Most years, I’m sure to hit the $7,000+ deductible on my health insurance plan and have expenses that go well beyond that amount. According to the National Hemophilia Association, “The average annual cost of clotting factor therapies for a person with severe hemophilia is roughly $300,000. A person with an inhibitor (an immune response to replacement clotting factor) usually has expenses over a million dollars a year.”

I once had over $100,000 worth of medicines in my closet in preparation for major surgery. I have hemophilia type B and von Willebrand disease (VWD). Both are mild, but having more than one bleeding disorder means I bleed more than someone with one mild disorder. In 2022, one dose of my two medications will put me over my $7,800 deductible.

A 2021 study estimated the total adult lifetime costs per patient with severe and moderate hemophilia B were over $20,000,000. It’s easy to understand how most people need help to afford the burdens associated with most bleeding disorders.

Insurance

I’m self-employed. It allows me a flexible schedule, which I need to deal with medical issues. I can also choose a health insurance plan that best suits my needs instead of one determined by an employer.

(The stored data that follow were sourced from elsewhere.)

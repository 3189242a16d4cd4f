//! Indoor response metrics for outdoor events.
//!
//! Every metric is optional: an empty window, a near-zero denominator or a
//! short trailing segment leaves the slot `None` instead of zero.

use std::collections::BTreeMap;

use rayon::prelude::*;
use serde::{Deserialize, Serialize};
use tracing::debug;

use airshed_core::Event;
use airshed_params::ResponseSettings;

use super::baseline::mean;
use super::detection::peak_in;

/// Per-event metric names, in report order.
#[derive(Debug, Clone, Copy, PartialEq, Eq, Hash, PartialOrd, Ord, Serialize, Deserialize)]
#[serde(rename_all = "snake_case")]
pub enum Metric {
    LagTime,
    PeakReduction,
    IntegratedReduction,
    RecoveryTime,
    ResponseTime,
    ReturnToBaselineTime,
}

impl Metric {
    pub const ALL: [Metric; 6] = [
        Metric::LagTime,
        Metric::PeakReduction,
        Metric::IntegratedReduction,
        Metric::RecoveryTime,
        Metric::ResponseTime,
        Metric::ReturnToBaselineTime,
    ];

    pub fn as_str(&self) -> &'static str {
        match self {
            Metric::LagTime => "lag_time",
            Metric::PeakReduction => "peak_reduction",
            Metric::IntegratedReduction => "integrated_reduction",
            Metric::RecoveryTime => "recovery_time",
            Metric::ResponseTime => "response_time",
            Metric::ReturnToBaselineTime => "return_to_baseline_time",
        }
    }
}

impl std::fmt::Display for Metric {
    fn fmt(&self, f: &mut std::fmt::Formatter<'_>) -> std::fmt::Result {
        f.write_str(self.as_str())
    }
}

/// Metrics for one event under one indoor series.
#[derive(Debug, Clone, Default, PartialEq, Serialize)]
pub struct ResponseMetrics {
    /// Indoor peak index minus outdoor peak index; positive means indoor lags.
    pub lag_time: Option<i64>,
    /// Percent reduction of the indoor peak against a unit-transfer expectation.
    pub peak_reduction: Option<f64>,
    /// Percent reduction of summed indoor excess against summed outdoor excess.
    pub integrated_reduction: Option<f64>,
    pub recovery_time: Option<usize>,
    pub response_time: Option<usize>,
    pub return_to_baseline_time: Option<usize>,
    /// Mean indoor level over the pre-event window.
    pub indoor_baseline: Option<f64>,
    pub indoor_peak: Option<f64>,
}

impl ResponseMetrics {
    pub fn value(&self, metric: Metric) -> Option<f64> {
        match metric {
            Metric::LagTime => self.lag_time.map(|v| v as f64),
            Metric::PeakReduction => self.peak_reduction,
            Metric::IntegratedReduction => self.integrated_reduction,
            Metric::RecoveryTime => self.recovery_time.map(|v| v as f64),
            Metric::ResponseTime => self.response_time.map(|v| v as f64),
            Metric::ReturnToBaselineTime => self.return_to_baseline_time.map(|v| v as f64),
        }
    }
}

/// Mean of the defined values; `None` when nothing is defined.
pub fn mean_defined<I: IntoIterator<Item = Option<f64>>>(values: I) -> Option<f64> {
    let (sum, count) = values
        .into_iter()
        .flatten()
        .filter(|v| v.is_finite())
        .fold((0.0, 0usize), |(s, c), v| (s + v, c + 1));
    (count > 0).then(|| sum / count as f64)
}

/// Per-metric means over a set of events.
#[derive(Debug, Clone, Default, PartialEq, Serialize)]
#[serde(transparent)]
pub struct MetricMeans(BTreeMap<Metric, Option<f64>>);

impl MetricMeans {
    pub fn from_metrics(per_event: &[ResponseMetrics]) -> Self {
        Self(
            Metric::ALL
                .iter()
                .map(|&m| (m, mean_defined(per_event.iter().map(|r| r.value(m)))))
                .collect(),
        )
    }

    pub fn get(&self, metric: Metric) -> Option<f64> {
        self.0.get(&metric).copied().flatten()
    }
}

/// Per-event metrics plus their aggregates.
#[derive(Debug, Clone, Default, PartialEq, Serialize)]
pub struct ResponseReport {
    pub per_event: Vec<ResponseMetrics>,
    pub means: MetricMeans,
}

impl ResponseReport {
    pub fn new(per_event: Vec<ResponseMetrics>) -> Self {
        let means = MetricMeans::from_metrics(&per_event);
        Self { per_event, means }
    }

    /// Recompute aggregates after per-event slots were filled in.
    pub fn refresh_means(&mut self) {
        self.means = MetricMeans::from_metrics(&self.per_event);
    }

    /// One metric across all events, in event order.
    pub fn vector(&self, metric: Metric) -> Vec<Option<f64>> {
        self.per_event.iter().map(|r| r.value(metric)).collect()
    }
}

fn non_zero(x: f64) -> Option<f64> {
    (x.is_finite() && x.abs() >= f64::EPSILON).then_some(x)
}

/// Computes lag, peak reduction, integrated reduction and recovery time.
#[derive(Debug, Clone, Copy)]
pub struct ResponseMetricsCalculator {
    settings: ResponseSettings,
}

impl ResponseMetricsCalculator {
    pub fn new(settings: ResponseSettings) -> Self {
        Self { settings }
    }

    /// Metrics for a single event. `response_time` and
    /// `return_to_baseline_time` are left unset.
    pub fn event_response(&self, event: &Event, outdoor: &[f64], indoor: &[f64]) -> ResponseMetrics {
        let n = indoor.len().min(outdoor.len());
        if n == 0 || event.start >= n {
            return ResponseMetrics::default();
        }

        let pre = event.start.saturating_sub(self.settings.pre_event)..event.start;
        let base = mean(&indoor[pre]);

        let win_end = (n - 1).min(event.end + self.settings.post_event);
        let indoor_peak = peak_in(indoor, event.start, win_end);
        let lag_time = indoor_peak.map(|(idx, _)| idx as i64 - event.peak_time as i64);

        let peak_reduction = base.zip(indoor_peak).and_then(|(b, (_, peak))| {
            let expected = non_zero(b + (event.peak_value - event.baseline))?;
            Some(100.0 * (expected - peak) / expected)
        });

        let integrated_reduction = base.and_then(|b| {
            let (sum_in, sum_out) = (event.start..=win_end)
                .filter(|&i| indoor[i].is_finite() && outdoor[i].is_finite())
                .fold((0.0, 0.0), |(si, so), i| {
                    (si + (indoor[i] - b), so + (outdoor[i] - event.baseline))
                });
            let sum_out = non_zero(sum_out)?;
            Some(100.0 * (1.0 - sum_in / sum_out))
        });

        ResponseMetrics {
            lag_time,
            peak_reduction,
            integrated_reduction,
            recovery_time: base.and_then(|b| self.recovery_time(event, indoor, b)),
            response_time: None,
            return_to_baseline_time: None,
            indoor_baseline: base,
            indoor_peak: indoor_peak.map(|(_, v)| v),
        }
    }

    /// Offset (1-based from `event.end`) of the first indoor sample below
    /// `base × recovery_factor`. Requires a full lookahead window.
    fn recovery_time(&self, event: &Event, indoor: &[f64], base: f64) -> Option<usize> {
        let stop = event.end + self.settings.lookahead;
        if stop > indoor.len() {
            return None;
        }
        let threshold = base * self.settings.recovery_factor;
        indoor[event.end..stop]
            .iter()
            .position(|&x| x.is_finite() && x < threshold)
            .map(|k| k + 1)
    }

    /// Metrics for every event, computed in parallel, plus aggregates.
    pub fn compute(&self, events: &[Event], outdoor: &[f64], indoor: &[f64]) -> ResponseReport {
        let per_event: Vec<ResponseMetrics> = events
            .par_iter()
            .map(|e| self.event_response(e, outdoor, indoor))
            .collect();
        debug!(events = events.len(), "response metrics computed");
        ResponseReport::new(per_event)
    }
}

Selecting the proper plan includes several variables. Not all plans cover my hemophilia treatment center (HTC) and my medications. Choosing the wrong plan can be a costly mistake.

I have a health savings account (HSA) plan purchased through healthcare.gov. Mathematically, a plan with a high deductible (bronze) is less expensive than a platinum, gold, or silver plan if I know I’ll hit my deductible. An HSA allows me to put pre-tax money away and withdraw it tax-free, as long as I use the money for qualified medical expenses.

Many years ago, I accidentally chose a plan that didn’t cover my hematologist. My new hematologist didn’t specialize in bleeding disorders and inadvertently prescribed intranasal DDAVP (desmopressin acetate) instead of the more potent form of the drug, Stimate (desmopressin acetate nasal spray), typically used for VWD.

Luckily, an article on the topic of Stimate versus DDAVP was in one of the newsletters sent from my HTC. I showed my new hematologist the article, and he switched the prescription. I always made sure my insurance covered my hematologist and medications from that point forward.

Social workers save the day

Several programs have helped me keep my health expenses under control. Federally funded HTCs provide valuable resources, including access to a social worker. Mine has helped me apply for savings cards from the manufacturers of my expensive medications.

My social worker also helped me get grants from the Pan Foundation. The grants help to cover my health insurance premiums, medication costs, and travel expenses. According to its website, the mission of the Pan Foundation is to “help underinsured people with life-threatening, chronic, and rare diseases get the medications and treatments they need by assisting with their out-of-pocket costs and advocating for improved access and affordability.”

This year the Pan Foundation added support for people with von Willebrand disease. I greatly appreciate the extra financial support.